Task goal
All of the records should be given again verbatim.

--- Data section Enclosed Below ---

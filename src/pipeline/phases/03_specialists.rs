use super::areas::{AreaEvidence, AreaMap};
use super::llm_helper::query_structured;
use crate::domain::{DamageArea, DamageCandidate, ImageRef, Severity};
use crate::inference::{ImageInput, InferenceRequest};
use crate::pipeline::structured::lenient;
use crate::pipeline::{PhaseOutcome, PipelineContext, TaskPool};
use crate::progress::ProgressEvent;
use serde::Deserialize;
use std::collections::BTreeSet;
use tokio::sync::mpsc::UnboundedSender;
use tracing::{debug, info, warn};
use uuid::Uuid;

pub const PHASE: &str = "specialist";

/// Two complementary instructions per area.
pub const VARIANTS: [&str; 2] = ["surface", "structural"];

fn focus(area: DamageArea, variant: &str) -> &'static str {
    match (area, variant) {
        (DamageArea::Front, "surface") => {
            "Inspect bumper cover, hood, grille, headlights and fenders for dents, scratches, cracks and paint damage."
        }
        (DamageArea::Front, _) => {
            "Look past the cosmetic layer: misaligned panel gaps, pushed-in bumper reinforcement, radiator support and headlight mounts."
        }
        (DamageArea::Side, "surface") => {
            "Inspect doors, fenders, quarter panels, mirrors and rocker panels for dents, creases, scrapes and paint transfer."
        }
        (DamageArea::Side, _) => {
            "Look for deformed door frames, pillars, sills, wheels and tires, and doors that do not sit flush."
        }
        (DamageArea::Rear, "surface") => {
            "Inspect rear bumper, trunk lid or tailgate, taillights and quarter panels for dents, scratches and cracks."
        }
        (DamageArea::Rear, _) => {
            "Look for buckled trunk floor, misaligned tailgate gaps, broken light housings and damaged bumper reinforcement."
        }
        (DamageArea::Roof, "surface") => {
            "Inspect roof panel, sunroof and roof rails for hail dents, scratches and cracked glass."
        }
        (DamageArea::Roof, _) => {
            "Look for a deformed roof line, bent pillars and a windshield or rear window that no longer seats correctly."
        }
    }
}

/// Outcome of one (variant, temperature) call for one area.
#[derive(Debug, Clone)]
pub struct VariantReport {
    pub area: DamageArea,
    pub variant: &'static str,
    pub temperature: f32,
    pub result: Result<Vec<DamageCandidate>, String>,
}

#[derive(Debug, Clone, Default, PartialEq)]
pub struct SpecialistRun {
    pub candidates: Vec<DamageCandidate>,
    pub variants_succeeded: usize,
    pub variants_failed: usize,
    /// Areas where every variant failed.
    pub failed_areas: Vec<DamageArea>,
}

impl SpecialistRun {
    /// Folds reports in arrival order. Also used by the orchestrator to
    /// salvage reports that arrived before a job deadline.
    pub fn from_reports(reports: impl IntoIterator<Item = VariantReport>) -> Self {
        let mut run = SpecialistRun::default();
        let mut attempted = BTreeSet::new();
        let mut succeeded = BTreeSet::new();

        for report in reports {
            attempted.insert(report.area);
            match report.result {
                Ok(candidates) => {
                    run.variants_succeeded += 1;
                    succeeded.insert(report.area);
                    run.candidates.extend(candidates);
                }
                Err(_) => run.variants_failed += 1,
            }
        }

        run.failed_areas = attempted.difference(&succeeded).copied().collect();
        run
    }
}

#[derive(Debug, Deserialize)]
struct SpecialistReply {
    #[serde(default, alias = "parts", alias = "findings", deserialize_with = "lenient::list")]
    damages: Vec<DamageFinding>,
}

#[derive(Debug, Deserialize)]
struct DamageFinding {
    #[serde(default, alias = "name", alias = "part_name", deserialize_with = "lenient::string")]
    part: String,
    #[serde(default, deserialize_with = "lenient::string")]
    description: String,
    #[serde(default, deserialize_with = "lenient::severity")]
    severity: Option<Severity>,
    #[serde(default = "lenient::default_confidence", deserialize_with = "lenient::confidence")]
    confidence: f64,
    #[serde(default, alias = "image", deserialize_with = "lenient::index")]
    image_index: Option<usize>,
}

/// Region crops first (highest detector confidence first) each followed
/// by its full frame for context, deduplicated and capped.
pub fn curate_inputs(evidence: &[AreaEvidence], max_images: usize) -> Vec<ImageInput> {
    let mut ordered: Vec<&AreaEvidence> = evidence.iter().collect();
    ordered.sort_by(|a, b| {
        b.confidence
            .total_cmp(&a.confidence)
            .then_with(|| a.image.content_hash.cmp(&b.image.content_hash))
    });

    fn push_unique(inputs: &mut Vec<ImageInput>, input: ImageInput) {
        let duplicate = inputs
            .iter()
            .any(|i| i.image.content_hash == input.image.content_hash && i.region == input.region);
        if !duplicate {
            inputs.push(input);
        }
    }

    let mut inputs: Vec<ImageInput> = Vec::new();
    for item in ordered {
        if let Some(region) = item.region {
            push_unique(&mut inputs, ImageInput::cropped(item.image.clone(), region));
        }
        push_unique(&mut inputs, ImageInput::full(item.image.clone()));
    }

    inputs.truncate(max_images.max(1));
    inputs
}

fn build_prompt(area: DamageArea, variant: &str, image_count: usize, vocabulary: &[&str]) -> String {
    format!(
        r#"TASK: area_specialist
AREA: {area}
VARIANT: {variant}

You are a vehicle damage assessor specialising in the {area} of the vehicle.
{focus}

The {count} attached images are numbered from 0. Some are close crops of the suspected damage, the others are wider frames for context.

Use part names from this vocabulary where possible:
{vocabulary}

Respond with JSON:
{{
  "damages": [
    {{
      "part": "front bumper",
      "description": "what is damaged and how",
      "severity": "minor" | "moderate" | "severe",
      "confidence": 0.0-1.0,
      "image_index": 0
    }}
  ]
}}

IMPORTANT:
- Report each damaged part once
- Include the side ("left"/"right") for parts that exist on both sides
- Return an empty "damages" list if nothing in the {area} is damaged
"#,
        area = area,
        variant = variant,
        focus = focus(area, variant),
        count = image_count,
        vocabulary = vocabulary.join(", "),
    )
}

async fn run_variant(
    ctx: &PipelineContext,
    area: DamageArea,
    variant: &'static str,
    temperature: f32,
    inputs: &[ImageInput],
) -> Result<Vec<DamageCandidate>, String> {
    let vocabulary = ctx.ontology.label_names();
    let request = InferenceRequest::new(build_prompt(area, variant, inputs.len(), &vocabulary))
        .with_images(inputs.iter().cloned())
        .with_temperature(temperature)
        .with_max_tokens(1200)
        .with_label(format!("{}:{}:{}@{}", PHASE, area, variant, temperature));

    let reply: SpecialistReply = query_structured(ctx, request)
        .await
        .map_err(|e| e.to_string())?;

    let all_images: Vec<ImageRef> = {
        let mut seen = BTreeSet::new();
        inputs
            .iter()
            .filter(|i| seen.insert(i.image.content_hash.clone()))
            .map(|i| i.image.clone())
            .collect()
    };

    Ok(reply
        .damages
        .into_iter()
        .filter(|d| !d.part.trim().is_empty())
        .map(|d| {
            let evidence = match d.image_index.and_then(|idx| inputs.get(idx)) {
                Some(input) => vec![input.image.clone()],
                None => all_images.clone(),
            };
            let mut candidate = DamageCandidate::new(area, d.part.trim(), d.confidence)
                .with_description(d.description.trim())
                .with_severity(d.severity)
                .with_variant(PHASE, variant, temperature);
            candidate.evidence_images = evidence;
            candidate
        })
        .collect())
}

--- End of Enclosed Data section ---

Solution
filename src/pipeline/phases/03_specialists.rs
use super::areas::{AreaEvidence, AreaMap};
use super::llm_helper::query_structured;
use crate::domain::{DamageArea, DamageCandidate, ImageRef, Severity};
use crate::inference::{ImageInput, InferenceRequest};
use crate::pipeline::structured::lenient;
use crate::pipeline::{PhaseOutcome, PipelineContext, TaskPool};
use crate::progress::ProgressEvent;
use serde::Deserialize;
use std::collections::BTreeSet;
use tokio::sync::mpsc::UnboundedSender;
use tracing::{debug, info, warn};
use uuid::Uuid;

pub const PHASE: &str = "specialist";

/// Two complementary instructions per area.
pub const VARIANTS: [&str; 2] = ["surface", "structural"];

fn focus(area: DamageArea, variant: &str) -> &'static str {
    match (area, variant) {
        (DamageArea::Front, "surface") => {
            "Inspect bumper cover, hood, grille, headlights and fenders for dents, scratches, cracks and paint damage."
        }
        (DamageArea::Front, _) => {
            "Look past the cosmetic layer: misaligned panel gaps, pushed-in bumper reinforcement, radiator support and headlight mounts."
        }
        (DamageArea::Side, "surface") => {
            "Inspect doors, fenders, quarter panels, mirrors and rocker panels for dents, creases, scrapes and paint transfer."
        }
        (DamageArea::Side, _) => {
            "Look for deformed door frames, pillars, sills, wheels and tires, and doors that do not sit flush."
        }
        (DamageArea::Rear, "surface") => {
            "Inspect rear bumper, trunk lid or tailgate, taillights and quarter panels for dents, scratches and cracks."
        }
        (DamageArea::Rear, _) => {
            "Look for buckled trunk floor, misaligned tailgate gaps, broken light housings and damaged bumper reinforcement."
        }
        (DamageArea::Roof, "surface") => {
            "Inspect roof panel, sunroof and roof rails for hail dents, scratches and cracked glass."
        }
        (DamageArea::Roof, _) => {
            "Look for a deformed roof line, bent pillars and a windshield or rear window that no longer seats correctly."
        }
    }
}

/// Outcome of one (variant, temperature) call for one area.
#[derive(Debug, Clone)]
pub struct VariantReport {
    pub area: DamageArea,
    pub variant: &'static str,
    pub temperature: f32,
    pub result: Result<Vec<DamageCandidate>, String>,
}

#[derive(Debug, Clone, Default, PartialEq)]
pub struct SpecialistRun {
    pub candidates: Vec<DamageCandidate>,
    pub variants_succeeded: usize,
    pub variants_failed: usize,
    /// Areas where every variant failed.
    pub failed_areas: Vec<DamageArea>,
}

impl SpecialistRun {
    /// Folds reports in arrival order. Also used by the orchestrator to
    /// salvage reports that arrived before a job deadline.
    pub fn from_reports(reports: impl IntoIterator<Item = VariantReport>) -> Self {
        let mut run = SpecialistRun::default();
        let mut attempted = BTreeSet::new();
        let mut succeeded = BTreeSet::new();

        for report in reports {
            attempted.insert(report.area);
            match report.result {
                Ok(candidates) => {
                    run.variants_succeeded += 1;
                    succeeded.insert(report.area);
                    run.candidates.extend(candidates);
                }
                Err(_) => run.variants_failed += 1,
            }
        }

        run.failed_areas = attempted.difference(&succeeded).copied().collect();
        run
    }
}

#[derive(Debug, Deserialize)]
struct SpecialistReply {
    #[serde(default, alias = "parts", alias = "findings", deserialize_with = "lenient::list")]
    damages: Vec<DamageFinding>,
}

#[derive(Debug, Deserialize)]
struct DamageFinding {
    #[serde(default, alias = "name", alias = "part_name", deserialize_with = "lenient::string")]
    part: String,
    #[serde(default, deserialize_with = "lenient::string")]
    description: String,
    #[serde(default, deserialize_with = "lenient::severity")]
    severity: Option<Severity>,
    #[serde(default = "lenient::default_confidence", deserialize_with = "lenient::confidence")]
    confidence: f64,
    #[serde(default, alias = "image", deserialize_with = "lenient::index")]
    image_index: Option<usize>,
}

/// Region crops first (highest detector confidence first) each followed
/// by its full frame for context, deduplicated and capped.
pub fn curate_inputs(evidence: &[AreaEvidence], max_images: usize) -> Vec<ImageInput> {
    let mut ordered: Vec<&AreaEvidence> = evidence.iter().collect();
    ordered.sort_by(|a, b| {
        b.confidence
            .total_cmp(&a.confidence)
            .then_with(|| a.image.content_hash.cmp(&b.image.content_hash))
    });

    fn push_unique(inputs: &mut Vec<ImageInput>, input: ImageInput) {
        let duplicate = inputs
            .iter()
            .any(|i| i.image.content_hash == input.image.content_hash && i.region == input.region);
        if !duplicate {
            inputs.push(input);
        }
    }

    let mut inputs: Vec<ImageInput> = Vec::new();
    for item in ordered {
        if let Some(region) = item.region {
            push_unique(&mut inputs, ImageInput::cropped(item.image.clone(), region));
        }
        push_unique(&mut inputs, ImageInput::full(item.image.clone()));
    }

    inputs.truncate(max_images.max(1));
    inputs
}

fn build_prompt(area: DamageArea, variant: &str, image_count: usize, vocabulary: &[&str]) -> String {
    format!(
        r#"TASK: area_specialist
AREA: {area}
VARIANT: {variant}

You are a vehicle damage assessor specialising in the {area} of the vehicle.
{focus}

The {count} attached images are numbered from 0. Some are close crops of the suspected damage, the others are wider frames for context.

Use part names from this vocabulary where possible:
{vocabulary}

Respond with JSON:
{{
  "damages": [
    {{
      "part": "front bumper",
      "description": "what is damaged and how",
      "severity": "minor" | "moderate" | "severe",
      "confidence": 0.0-1.0,
      "image_index": 0
    }}
  ]
}}

IMPORTANT:
- Report each damaged part once
- Include the side ("left"/"right") for parts that exist on both sides
- Return an empty "damages" list if nothing in the {area} is damaged
"#,
        area = area,
        variant = variant,
        focus = focus(area, variant),
        count = image_count,
        vocabulary = vocabulary.join(", "),
    )
}

async fn run_variant(
    ctx: &PipelineContext,
    area: DamageArea,
    variant: &'static str,
    temperature: f32,
    inputs: &[ImageInput],
) -> Result<Vec<DamageCandidate>, String> {
    let vocabulary = ctx.ontology.label_names();
    let request = InferenceRequest::new(build_prompt(area, variant, inputs.len(), &vocabulary))
        .with_images(inputs.iter().cloned())
        .with_temperature(temperature)
        .with_max_tokens(1200)
        .with_label(format!("{}:{}:{}@{}", PHASE, area, variant, temperature));

    let reply: SpecialistReply = query_structured(ctx, request)
        .await
        .map_err(|e| e.to_string())?;

    let all_images: Vec<ImageRef> = {
        let mut seen = BTreeSet::new();
        inputs
            .iter()
            .filter(|i| seen.insert(i.image.content_hash.clone()))
            .map(|i| i.image.clone())
            .collect()
    };

    Ok(reply
        .damages
        .into_iter()
        .filter(|d| !d.part.trim().is_empty())
        .map(|d| {
            let evidence = match d.image_index.and_then(|idx| inputs.get(idx)) {
                Some(input) => vec![input.image.clone()],
                None => all_images.clone(),
            };
            let mut candidate = DamageCandidate::new(area, d.part.trim(), d.confidence)
                .with_description(d.description.trim())
                .with_severity(d.severity)
                .with_variant(PHASE, variant, temperature);
            candidate.evidence_images = evidence;
            candidate
        })
        .collect())
}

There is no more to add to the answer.